Despite this optimism, the reality is that we can expect to see slower economic growth, higher unemployment, and lower profits for some time to come. Ultimately, company earnings drive returns and finding companies with a good growth outlook will become harder, which makes careful stock picking so important. Today’s high valuations rely on businesses generating good results, which makes the rise to such confident levels somewhat surprising.

The Sanlam Approach

With political, economic, health and banking risks at large, it’s important to diversify across different asset classes so that no single risk dominates the potential outcome. Since equity valuations are high, and bond yields are nearly zero, we diversify portfolios using gold, absolute-return strategies (such as hedge funds) and real assets (such as roads, energy, and infrastructure). While we must accept that taking some risk is necessary, these strategies hedge against falling equity markets and can provide longer-term inflation-proof returns. Of course, we don’t completely shy away from equities, but we select them carefully for their growth prospects amid the economic uncertainty.

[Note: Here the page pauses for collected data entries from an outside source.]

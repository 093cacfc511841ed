//! Integration tests for the SQL adapter against an in-memory `SQLite`
//! database.

#![allow(missing_docs)]

mod common;

use std::sync::Arc;

use common::{
    IdentificationType, Person, by_person, count, database, deferred_database, identification,
    identifications_database, people_database, person, unit_of_work,
};
use crudstore_orm::{CrudAdapter, Dialect, Error, Expr, Phase, Specification, Transaction, Value};
use crudstore_sql::SqlAdapter;

#[test]
fn statements_follow_the_dialect() {
    let conn = database();

    let sql_server = SqlAdapter::<Person>::builder(Arc::clone(&conn))
        .dialect(Dialect::sql_server())
        .build()
        .unwrap();
    let stmts = sql_server.statements();
    assert_eq!(
        stmts.select,
        "SELECT [person_id], [firstname], [lastname], [active], [nickname] FROM [Person]"
    );
    assert_eq!(
        stmts.insert,
        "INSERT INTO [Person] ([firstname], [lastname], [active], [nickname]) \
         VALUES (@firstname, @lastname, @active, @nickname); SELECT CAST(SCOPE_IDENTITY() AS INT);"
    );
    assert_eq!(
        stmts.update.as_deref(),
        Some(
            "UPDATE [Person] SET [firstname] = @firstname, [lastname] = @lastname, \
             [active] = @active, [nickname] = @nickname WHERE [person_id] = @person_id"
        )
    );
    assert_eq!(stmts.delete, "DELETE [Person] WHERE [person_id] = @person_id");

    let sqlite = SqlAdapter::<Person>::builder(conn).table("People").build().unwrap();
    assert_eq!(sqlite.table(), "People");
    assert_eq!(sqlite.statements().delete, "DELETE FROM [People] WHERE [person_id] = @person_id");
    assert!(!sqlite.statements().insert.contains("SCOPE_IDENTITY"));
}

#[test]
fn read_compiles_predicates() {
    let adapter = SqlAdapter::<Person>::new(database()).unwrap();

    let expr = Expr::field("firstname").starts_with("Ma").or(Expr::field("person_id").is_in([1]));
    let found = adapter.read(&expr.into()).unwrap();
    let names: Vec<_> = found.iter().map(|p| p.firstname.as_str()).collect();
    assert_eq!(names, ["Hermann", "Maja"]);

    assert_eq!(adapter.read(&Specification::all()).unwrap().len(), 3);
    assert_eq!(adapter.read(&Expr::field("active").into()).unwrap().len(), 3);
    let nobody = Expr::field("person_id").is_in(Vec::<i32>::new());
    assert!(adapter.read(&nobody.into()).unwrap().is_empty());
    assert!(adapter.read(&(!Expr::field("active")).into()).unwrap().is_empty());
}

#[test]
fn create_assigns_generated_key() {
    let adapter = SqlAdapter::<Person>::new(database()).unwrap();
    let tx = Transaction::autocommit();

    let mut eduard = person(0, "Eduard");
    eduard.nickname = Some("Tete".to_string());
    adapter.create(&tx, &mut eduard).unwrap();
    assert_eq!(eduard.person_id, 4);

    let stored = adapter.read(&by_person(4)).unwrap();
    assert_eq!(stored, [eduard]);
}

#[test]
fn uow_reads_hydrate_children() {
    let conn = database();
    let uow = unit_of_work(&conn, &conn);

    let hermann = uow.find_single(&by_person(1)).unwrap();
    assert_eq!(hermann.firstname, "Hermann");
    let numbers: Vec<_> = hermann.identifications.iter().map(|i| i.number.as_str()).collect();
    assert_eq!(numbers, ["509-515-224", "92-4267"]);
    assert_eq!(hermann.identifications[1].kind, IdentificationType::Tin);

    let einsteins = Expr::field("lastname").eq("Einstein").into();
    let err = uow.find_single::<Person>(&einsteins).unwrap_err();
    assert!(matches!(err, Error::AmbiguousResult { entity: "Person", count: 3 }));
}

#[test]
fn uow_insert_cascades_foreign_key() {
    common::init_tracing();
    let conn = database();
    let mut uow = unit_of_work(&conn, &conn);

    let mut eduard = person(0, "Eduard");
    eduard.identifications.push(identification(0, 0, IdentificationType::Ssn, "123-456-789"));
    eduard.identifications.push(identification(0, 0, IdentificationType::Tin, "11-1111"));
    uow.add(eduard).unwrap();

    let committed = uow.commit().unwrap();
    assert_eq!(committed.applied(), 3);
    let eduard = &committed.inserted::<Person>()[0];
    assert_eq!(eduard.person_id, 4);
    assert!(eduard.identifications.iter().all(|i| i.person_id == 4));

    let stored = uow.find_single(&by_person(4)).unwrap();
    let keys: Vec<_> = stored.identifications.iter().map(|i| i.identification_id).collect();
    assert_eq!(keys, [4, 5]);
}

#[test]
fn uow_update_and_delete() {
    let conn = database();
    let mut uow = unit_of_work(&conn, &conn);

    let mut albert = uow.find_single(&by_person(2)).unwrap();
    albert.nickname = Some("Albertle".to_string());
    albert.identifications[0].number = "425-428-000".to_string();
    uow.update(albert).unwrap();

    let hermann = uow.find_single(&by_person(1)).unwrap();
    uow.delete(hermann).unwrap();
    uow.commit().unwrap();

    assert_eq!(count(&conn, "Person"), 2);
    assert_eq!(count(&conn, "Identification"), 1);

    let albert = uow.find_single(&by_person(2)).unwrap();
    assert_eq!(albert.nickname.as_deref(), Some("Albertle"));
    assert_eq!(albert.identifications[0].number, "425-428-000");
}

#[test]
fn shared_connection_commits_atomically() {
    common::init_tracing();
    let conn = database();
    let mut uow = unit_of_work(&conn, &conn);

    uow.update(person(2, "Alberto")).unwrap();
    let mut eduard = person(0, "Eduard");
    eduard.identifications.push(identification(0, 0, IdentificationType::Ssn, ""));
    uow.add(eduard).unwrap();

    let err = uow.commit().unwrap_err();
    let Error::Commit { applied, rolled_back, entity, phase, source } = err else {
        panic!("expected commit error, got {err}");
    };
    assert_eq!(applied, 1);
    assert!(rolled_back);
    assert_eq!(entity, "Identification");
    assert_eq!(phase, Phase::Insert);
    assert!(matches!(*source, Error::BackendExecution(_)));

    assert_eq!(count(&conn, "Person"), 3);
    assert_eq!(uow.find_single(&by_person(2)).unwrap().firstname, "Albert");
}

#[test]
fn refused_commit_rolls_back() {
    common::init_tracing();
    let conn = deferred_database();
    let mut uow = unit_of_work(&conn, &conn);

    uow.add(identification(0, 99, IdentificationType::Ssn, "111-22-333")).unwrap();
    let err = uow.commit().unwrap_err();
    let Error::Commit { applied, rolled_back, entity, phase, source } = err else {
        panic!("expected commit error, got {err}");
    };
    assert_eq!(applied, 1);
    assert!(rolled_back);
    assert_eq!(entity, "Identification");
    assert_eq!(phase, Phase::Commit);
    assert!(matches!(*source, Error::BackendExecution(_)));
    assert_eq!(count(&conn, "Identification"), 3);

    // the connection is usable for the next batch
    uow.add(identification(0, 1, IdentificationType::Tin, "11-1111")).unwrap();
    assert_eq!(uow.commit().unwrap().applied(), 1);
    assert_eq!(count(&conn, "Identification"), 4);
}

#[test]
fn separate_connections_report_boundary() {
    let people = people_database();
    let identifications = identifications_database();
    let mut uow = unit_of_work(&people, &identifications);

    let mut eduard = person(0, "Eduard");
    eduard.identifications.push(identification(0, 0, IdentificationType::Ssn, ""));
    uow.add(eduard).unwrap();

    let err = uow.commit().unwrap_err();
    assert!(matches!(
        err,
        Error::Commit {
            applied: 1,
            rolled_back: false,
            entity: "Identification",
            phase: Phase::Insert,
            ..
        }
    ));

    // the person write was not part of any transaction
    assert_eq!(count(&people, "Person"), 4);
    assert_eq!(count(&identifications, "Identification"), 3);
}

#[test]
fn raw_queries_and_commands() {
    let conn = database();
    let uow = unit_of_work(&conn, &conn);

    let found = uow
        .find_raw::<Person>(
            "SELECT * FROM [Person] WHERE [firstname] = @0 OR [firstname] = @1",
            &["Hermann".into(), "Maja".into()],
        )
        .unwrap();
    assert_eq!(found.len(), 2);
    assert_eq!(found[0].identifications.len(), 2);

    let partial = uow
        .find_raw::<Person>("SELECT person_id FROM Person WHERE person_id = @0", &[3.into()])
        .unwrap_err();
    assert!(matches!(partial, Error::BackendExecution(_)));
    assert!(partial.to_string().contains("column firstname missing"));

    let adapter = SqlAdapter::<Person>::new(Arc::clone(&conn)).unwrap();
    let affected = adapter
        .execute("UPDATE Person SET active = @0 WHERE person_id > @1", &[false.into(), 1.into()])
        .unwrap();
    assert_eq!(affected, 2);
    assert_eq!(adapter.read(&Expr::field("active").into()).unwrap().len(), 1);
    let inactive = Expr::field("active").eq(Value::Bool(false));
    assert_eq!(adapter.read(&inactive.into()).unwrap().len(), 2);
}

#[test]
fn mistyped_columns_fail_materialization() {
    let conn = database();
    let uow = unit_of_work(&conn, &conn);

    let err = uow
        .find_raw::<Person>(
            "SELECT 1 AS person_id, 'Hans' AS firstname, 'Einstein' AS lastname, \
             'yes' AS active, NULL AS nickname",
            &[],
        )
        .unwrap_err();
    assert!(
        matches!(err, Error::Materialization { ref field, ref value }
            if field == "active" && *value == Value::Text("yes".to_string())),
        "unexpected error: {err}"
    );

    let err = uow
        .find_raw::<Person>(
            "SELECT 1 AS person_id, NULL AS firstname, 'Einstein' AS lastname, \
             1 AS active, NULL AS nickname",
            &[],
        )
        .unwrap_err();
    assert!(
        matches!(err, Error::Materialization { ref field, value: Value::Null }
            if field == "firstname"),
        "unexpected error: {err}"
    );

    // nullable fields accept NULL
    let found = uow
        .find_raw::<Person>(
            "SELECT 1 AS person_id, 'Hans' AS firstname, 'Einstein' AS lastname, \
             0 AS active, NULL AS nickname",
            &[],
        )
        .unwrap();
    assert_eq!(found[0].nickname, None);
    assert!(!found[0].active);
}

We do not attempt to predict the direction of markets, but rather focus on what we own in the fund. We expect our approach of buying strong companies at attractive valuations, and then holding them, to generate good returns over the medium to long term.” - Philip Smeaton, Chief Investment Officer


Investment View: Have government bonds lost their charm?

Government bonds have always had their place. They offer a guaranteed return over a specified period and are the foundation of most diversified portfolios. But with the UK government selling bonds with a negative yield for the first time in recent weeks, are they losing their appeal?

Other than central banks, pension funds and passive mutual funds - all of which may find themselves having to buy negative-yielding bonds - it’s hard to understand why anyone would invest money knowing they will ultimately get back less than they invested. Bonds traditionally act as a hedge against falling equity markets and, as Chart 2 shows, we saw them do just that earlier this year. As equity markets fell, US and UK government bond returns climbed towards 10 per cent. (The pullback shortly afterwards was due to the sudden, and decisive, flood of monetary stimulus on the market.)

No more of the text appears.